* **Work instructions**: All of the records must be restated exactly, with every line complete.

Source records
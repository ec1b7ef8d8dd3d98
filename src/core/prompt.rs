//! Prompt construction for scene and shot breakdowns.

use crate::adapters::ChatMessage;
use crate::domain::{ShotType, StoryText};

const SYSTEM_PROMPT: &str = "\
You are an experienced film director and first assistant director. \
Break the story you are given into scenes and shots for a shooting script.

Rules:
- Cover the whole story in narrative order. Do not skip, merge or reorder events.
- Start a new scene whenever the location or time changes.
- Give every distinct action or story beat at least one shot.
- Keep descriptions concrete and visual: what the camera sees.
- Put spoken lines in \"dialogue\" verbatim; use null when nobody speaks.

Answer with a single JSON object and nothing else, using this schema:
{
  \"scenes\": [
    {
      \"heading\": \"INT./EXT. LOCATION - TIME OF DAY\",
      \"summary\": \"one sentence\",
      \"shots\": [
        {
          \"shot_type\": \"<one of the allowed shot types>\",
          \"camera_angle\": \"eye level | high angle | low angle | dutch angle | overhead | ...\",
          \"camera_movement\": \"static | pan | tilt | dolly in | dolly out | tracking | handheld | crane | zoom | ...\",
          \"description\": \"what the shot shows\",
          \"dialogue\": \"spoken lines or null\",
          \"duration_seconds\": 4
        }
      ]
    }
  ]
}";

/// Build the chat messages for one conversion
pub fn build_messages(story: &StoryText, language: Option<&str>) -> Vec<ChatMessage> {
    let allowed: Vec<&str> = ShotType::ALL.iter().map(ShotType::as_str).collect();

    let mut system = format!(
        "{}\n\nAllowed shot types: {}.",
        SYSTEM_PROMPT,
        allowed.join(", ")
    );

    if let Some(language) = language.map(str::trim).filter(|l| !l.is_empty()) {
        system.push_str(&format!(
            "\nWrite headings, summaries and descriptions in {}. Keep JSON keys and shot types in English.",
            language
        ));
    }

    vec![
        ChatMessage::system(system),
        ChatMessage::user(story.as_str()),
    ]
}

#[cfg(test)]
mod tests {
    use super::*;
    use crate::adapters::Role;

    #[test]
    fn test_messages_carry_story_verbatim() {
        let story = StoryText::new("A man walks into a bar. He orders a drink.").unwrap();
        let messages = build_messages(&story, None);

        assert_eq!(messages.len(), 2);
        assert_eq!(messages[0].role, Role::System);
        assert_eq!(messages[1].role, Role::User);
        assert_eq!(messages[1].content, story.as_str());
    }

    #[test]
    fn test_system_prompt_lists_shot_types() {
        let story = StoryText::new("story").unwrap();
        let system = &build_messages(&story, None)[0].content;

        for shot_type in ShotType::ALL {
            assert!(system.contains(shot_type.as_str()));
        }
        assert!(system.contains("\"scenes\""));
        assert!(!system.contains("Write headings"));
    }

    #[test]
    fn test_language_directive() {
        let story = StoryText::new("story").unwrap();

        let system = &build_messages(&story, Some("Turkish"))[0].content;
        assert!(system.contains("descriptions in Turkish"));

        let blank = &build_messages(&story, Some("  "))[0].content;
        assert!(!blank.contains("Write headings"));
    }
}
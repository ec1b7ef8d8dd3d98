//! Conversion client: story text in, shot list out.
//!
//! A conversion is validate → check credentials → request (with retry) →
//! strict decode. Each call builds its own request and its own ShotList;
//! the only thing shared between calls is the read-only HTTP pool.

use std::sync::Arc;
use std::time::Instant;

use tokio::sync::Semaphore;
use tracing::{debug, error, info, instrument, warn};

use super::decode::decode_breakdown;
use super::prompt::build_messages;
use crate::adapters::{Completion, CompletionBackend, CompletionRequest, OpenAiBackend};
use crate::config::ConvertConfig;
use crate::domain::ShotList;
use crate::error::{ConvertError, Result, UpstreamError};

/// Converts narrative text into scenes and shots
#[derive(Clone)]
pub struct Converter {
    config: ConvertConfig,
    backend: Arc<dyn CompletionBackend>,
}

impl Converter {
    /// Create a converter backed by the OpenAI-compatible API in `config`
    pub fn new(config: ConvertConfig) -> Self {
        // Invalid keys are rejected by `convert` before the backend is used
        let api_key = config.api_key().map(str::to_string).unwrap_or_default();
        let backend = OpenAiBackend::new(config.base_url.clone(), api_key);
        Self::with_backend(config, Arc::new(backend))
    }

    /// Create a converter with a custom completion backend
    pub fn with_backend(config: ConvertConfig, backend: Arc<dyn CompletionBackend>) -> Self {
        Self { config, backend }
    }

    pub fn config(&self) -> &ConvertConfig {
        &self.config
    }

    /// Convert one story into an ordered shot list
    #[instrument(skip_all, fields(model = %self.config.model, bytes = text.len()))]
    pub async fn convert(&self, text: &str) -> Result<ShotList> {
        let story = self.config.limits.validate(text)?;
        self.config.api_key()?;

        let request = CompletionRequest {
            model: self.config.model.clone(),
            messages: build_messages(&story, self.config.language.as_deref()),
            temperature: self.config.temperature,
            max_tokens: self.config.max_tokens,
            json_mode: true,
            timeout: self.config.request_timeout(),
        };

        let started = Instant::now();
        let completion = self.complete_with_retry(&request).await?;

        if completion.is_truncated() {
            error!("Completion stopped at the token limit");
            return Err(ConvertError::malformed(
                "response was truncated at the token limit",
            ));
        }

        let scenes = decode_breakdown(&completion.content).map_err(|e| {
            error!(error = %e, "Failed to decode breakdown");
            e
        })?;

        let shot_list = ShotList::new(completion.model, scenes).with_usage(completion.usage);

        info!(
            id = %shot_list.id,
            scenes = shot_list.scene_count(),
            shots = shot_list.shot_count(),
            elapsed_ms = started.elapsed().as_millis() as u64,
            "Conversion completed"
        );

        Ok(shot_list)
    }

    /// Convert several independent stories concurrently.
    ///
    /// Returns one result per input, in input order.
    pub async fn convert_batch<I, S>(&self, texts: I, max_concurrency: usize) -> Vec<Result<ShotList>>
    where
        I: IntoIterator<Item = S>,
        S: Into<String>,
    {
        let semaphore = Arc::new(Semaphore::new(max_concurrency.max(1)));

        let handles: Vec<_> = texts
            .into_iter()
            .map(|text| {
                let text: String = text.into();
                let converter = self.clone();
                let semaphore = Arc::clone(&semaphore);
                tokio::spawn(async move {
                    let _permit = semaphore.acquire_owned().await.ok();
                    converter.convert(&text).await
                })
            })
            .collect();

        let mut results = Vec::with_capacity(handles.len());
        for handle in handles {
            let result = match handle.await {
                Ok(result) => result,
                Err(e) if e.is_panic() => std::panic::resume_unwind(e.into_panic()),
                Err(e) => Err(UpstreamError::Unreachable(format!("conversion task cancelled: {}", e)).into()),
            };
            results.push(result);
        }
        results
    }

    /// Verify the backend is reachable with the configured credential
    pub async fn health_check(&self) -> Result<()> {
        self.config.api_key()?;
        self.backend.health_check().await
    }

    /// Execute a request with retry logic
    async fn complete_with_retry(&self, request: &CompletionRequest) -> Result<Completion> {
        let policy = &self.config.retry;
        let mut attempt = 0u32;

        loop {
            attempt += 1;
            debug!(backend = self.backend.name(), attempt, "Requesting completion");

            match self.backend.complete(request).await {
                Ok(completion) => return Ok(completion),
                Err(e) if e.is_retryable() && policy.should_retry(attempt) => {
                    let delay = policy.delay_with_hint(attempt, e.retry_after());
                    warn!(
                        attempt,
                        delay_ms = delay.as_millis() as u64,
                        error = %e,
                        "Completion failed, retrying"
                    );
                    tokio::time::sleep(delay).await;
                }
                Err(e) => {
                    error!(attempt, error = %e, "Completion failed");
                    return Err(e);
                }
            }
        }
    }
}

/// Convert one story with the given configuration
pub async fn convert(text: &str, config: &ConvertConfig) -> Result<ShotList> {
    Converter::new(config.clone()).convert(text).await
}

* **Answer for the task**:
repository ec1b7ef8d8dd3d98
filename src/core/prompt.rs
//! Prompt construction for scene and shot breakdowns.

use crate::adapters::ChatMessage;
use crate::domain::{ShotType, StoryText};

const SYSTEM_PROMPT: &str = "\
You are an experienced film director and first assistant director. \
Break the story you are given into scenes and shots for a shooting script.

Rules:
- Cover the whole story in narrative order. Do not skip, merge or reorder events.
- Start a new scene whenever the location or time changes.
- Give every distinct action or story beat at least one shot.
- Keep descriptions concrete and visual: what the camera sees.
- Put spoken lines in \"dialogue\" verbatim; use null when nobody speaks.

Answer with a single JSON object and nothing else, using this schema:
{
  \"scenes\": [
    {
      \"heading\": \"INT./EXT. LOCATION - TIME OF DAY\",
      \"summary\": \"one sentence\",
      \"shots\": [
        {
          \"shot_type\": \"<one of the allowed shot types>\",
          \"camera_angle\": \"eye level | high angle | low angle | dutch angle | overhead | ...\",
          \"camera_movement\": \"static | pan | tilt | dolly in | dolly out | tracking | handheld | crane | zoom | ...\",
          \"description\": \"what the shot shows\",
          \"dialogue\": \"spoken lines or null\",
          \"duration_seconds\": 4
        }
      ]
    }
  ]
}";

/// Build the chat messages for one conversion
pub fn build_messages(story: &StoryText, language: Option<&str>) -> Vec<ChatMessage> {
    let allowed: Vec<&str> = ShotType::ALL.iter().map(ShotType::as_str).collect();

    let mut system = format!(
        "{}\n\nAllowed shot types: {}.",
        SYSTEM_PROMPT,
        allowed.join(", ")
    );

    if let Some(language) = language.map(str::trim).filter(|l| !l.is_empty()) {
        system.push_str(&format!(
            "\nWrite headings, summaries and descriptions in {}. Keep JSON keys and shot types in English.",
            language
        ));
    }

    vec![
        ChatMessage::system(system),
        ChatMessage::user(story.as_str()),
    ]
}

#[cfg(test)]
mod tests {
    use super::*;
    use crate::adapters::Role;

    #[test]
    fn test_messages_carry_story_verbatim() {
        let story = StoryText::new("A man walks into a bar. He orders a drink.").unwrap();
        let messages = build_messages(&story, None);

        assert_eq!(messages.len(), 2);
        assert_eq!(messages[0].role, Role::System);
        assert_eq!(messages[1].role, Role::User);
        assert_eq!(messages[1].content, story.as_str());
    }

    #[test]
    fn test_system_prompt_lists_shot_types() {
        let story = StoryText::new("story").unwrap();
        let system = &build_messages(&story, None)[0].content;

        for shot_type in ShotType::ALL {
            assert!(system.contains(shot_type.as_str()));
        }
        assert!(system.contains("\"scenes\""));
        assert!(!system.contains("Write headings"));
    }

    #[test]
    fn test_language_directive() {
        let story = StoryText::new("story").unwrap();

        let system = &build_messages(&story, Some("Turkish"))[0].content;
        assert!(system.contains("descriptions in Turkish"));

        let blank = &build_messages(&story, Some("  "))[0].content;
        assert!(!blank.contains("Write headings"));
    }
}
repository ec1b7ef8d8dd3d98
//! Conversion client: story text in, shot list out.
//!
//! A conversion is validate → check credentials → request (with retry) →
//! strict decode. Each call builds its own request and its own ShotList;
//! the only thing shared between calls is the read-only HTTP pool.

use std::sync::Arc;
use std::time::Instant;

use tokio::sync::Semaphore;
use tracing::{debug, error, info, instrument, warn};

use super::decode::decode_breakdown;
use super::prompt::build_messages;
use crate::adapters::{Completion, CompletionBackend, CompletionRequest, OpenAiBackend};
use crate::config::ConvertConfig;
use crate::domain::ShotList;
use crate::error::{ConvertError, Result, UpstreamError};

/// Converts narrative text into scenes and shots
#[derive(Clone)]
pub struct Converter {
    config: ConvertConfig,
    backend: Arc<dyn CompletionBackend>,
}

impl Converter {
    /// Create a converter backed by the OpenAI-compatible API in `config`
    pub fn new(config: ConvertConfig) -> Self {
        // Invalid keys are rejected by `convert` before the backend is used
        let api_key = config.api_key().map(str::to_string).unwrap_or_default();
        let backend = OpenAiBackend::new(config.base_url.clone(), api_key);
        Self::with_backend(config, Arc::new(backend))
    }

    /// Create a converter with a custom completion backend
    pub fn with_backend(config: ConvertConfig, backend: Arc<dyn CompletionBackend>) -> Self {
        Self { config, backend }
    }

    pub fn config(&self) -> &ConvertConfig {
        &self.config
    }

    /// Convert one story into an ordered shot list
    #[instrument(skip_all, fields(model = %self.config.model, bytes = text.len()))]
    pub async fn convert(&self, text: &str) -> Result<ShotList> {
        let story = self.config.limits.validate(text)?;
        self.config.api_key()?;

        let request = CompletionRequest {
            model: self.config.model.clone(),
            messages: build_messages(&story, self.config.language.as_deref()),
            temperature: self.config.temperature,
            max_tokens: self.config.max_tokens,
            json_mode: true,
            timeout: self.config.request_timeout(),
        };

        let started = Instant::now();
        let completion = self.complete_with_retry(&request).await?;

        if completion.is_truncated() {
            error!("Completion stopped at the token limit");
            return Err(ConvertError::malformed(
                "response was truncated at the token limit",
            ));
        }

        let scenes = decode_breakdown(&completion.content).map_err(|e| {
            error!(error = %e, "Failed to decode breakdown");
            e
        })?;

        let shot_list = ShotList::new(completion.model, scenes).with_usage(completion.usage);

        info!(
            id = %shot_list.id,
            scenes = shot_list.scene_count(),
            shots = shot_list.shot_count(),
            elapsed_ms = started.elapsed().as_millis() as u64,
            "Conversion completed"
        );

        Ok(shot_list)
    }

    /// Convert several independent stories concurrently.
    ///
    /// Returns one result per input, in input order.
    pub async fn convert_batch<I, S>(&self, texts: I, max_concurrency: usize) -> Vec<Result<ShotList>>
    where
        I: IntoIterator<Item = S>,
        S: Into<String>,
    {
        let semaphore = Arc::new(Semaphore::new(max_concurrency.max(1)));

        let handles: Vec<_> = texts
            .into_iter()
            .map(|text| {
                let text: String = text.into();
                let converter = self.clone();
                let semaphore = Arc::clone(&semaphore);
                tokio::spawn(async move {
                    let _permit = semaphore.acquire_owned().await.ok();
                    converter.convert(&text).await
                })
            })
            .collect();

        let mut results = Vec::with_capacity(handles.len());
        for handle in handles {
            let result = match handle.await {
                Ok(result) => result,
                Err(e) if e.is_panic() => std::panic::resume_unwind(e.into_panic()),
                Err(e) => Err(UpstreamError::Unreachable(format!("conversion task cancelled: {}", e)).into()),
            };
            results.push(result);
        }
        results
    }

    /// Verify the backend is reachable with the configured credential
    pub async fn health_check(&self) -> Result<()> {
        self.config.api_key()?;
        self.backend.health_check().await
    }

    /// Execute a request with retry logic
    async fn complete_with_retry(&self, request: &CompletionRequest) -> Result<Completion> {
        let policy = &self.config.retry;
        let mut attempt = 0u32;

        loop {
            attempt += 1;
            debug!(backend = self.backend.name(), attempt, "Requesting completion");

            match self.backend.complete(request).await {
                Ok(completion) => return Ok(completion),
                Err(e) if e.is_retryable() && policy.should_retry(attempt) => {
                    let delay = policy.delay_with_hint(attempt, e.retry_after());
                    warn!(
                        attempt,
                        delay_ms = delay.as_millis() as u64,
                        error = %e,
                        "Completion failed, retrying"
                    );
                    tokio::time::sleep(delay).await;
                }
                Err(e) => {
                    error!(attempt, error = %e, "Completion failed");
                    return Err(e);
                }
            }
        }
    }
}

/// Convert one story with the given configuration
pub async fn convert(text: &str, config: &ConvertConfig) -> Result<ShotList> {
    Converter::new(config.clone()).convert(text).await
}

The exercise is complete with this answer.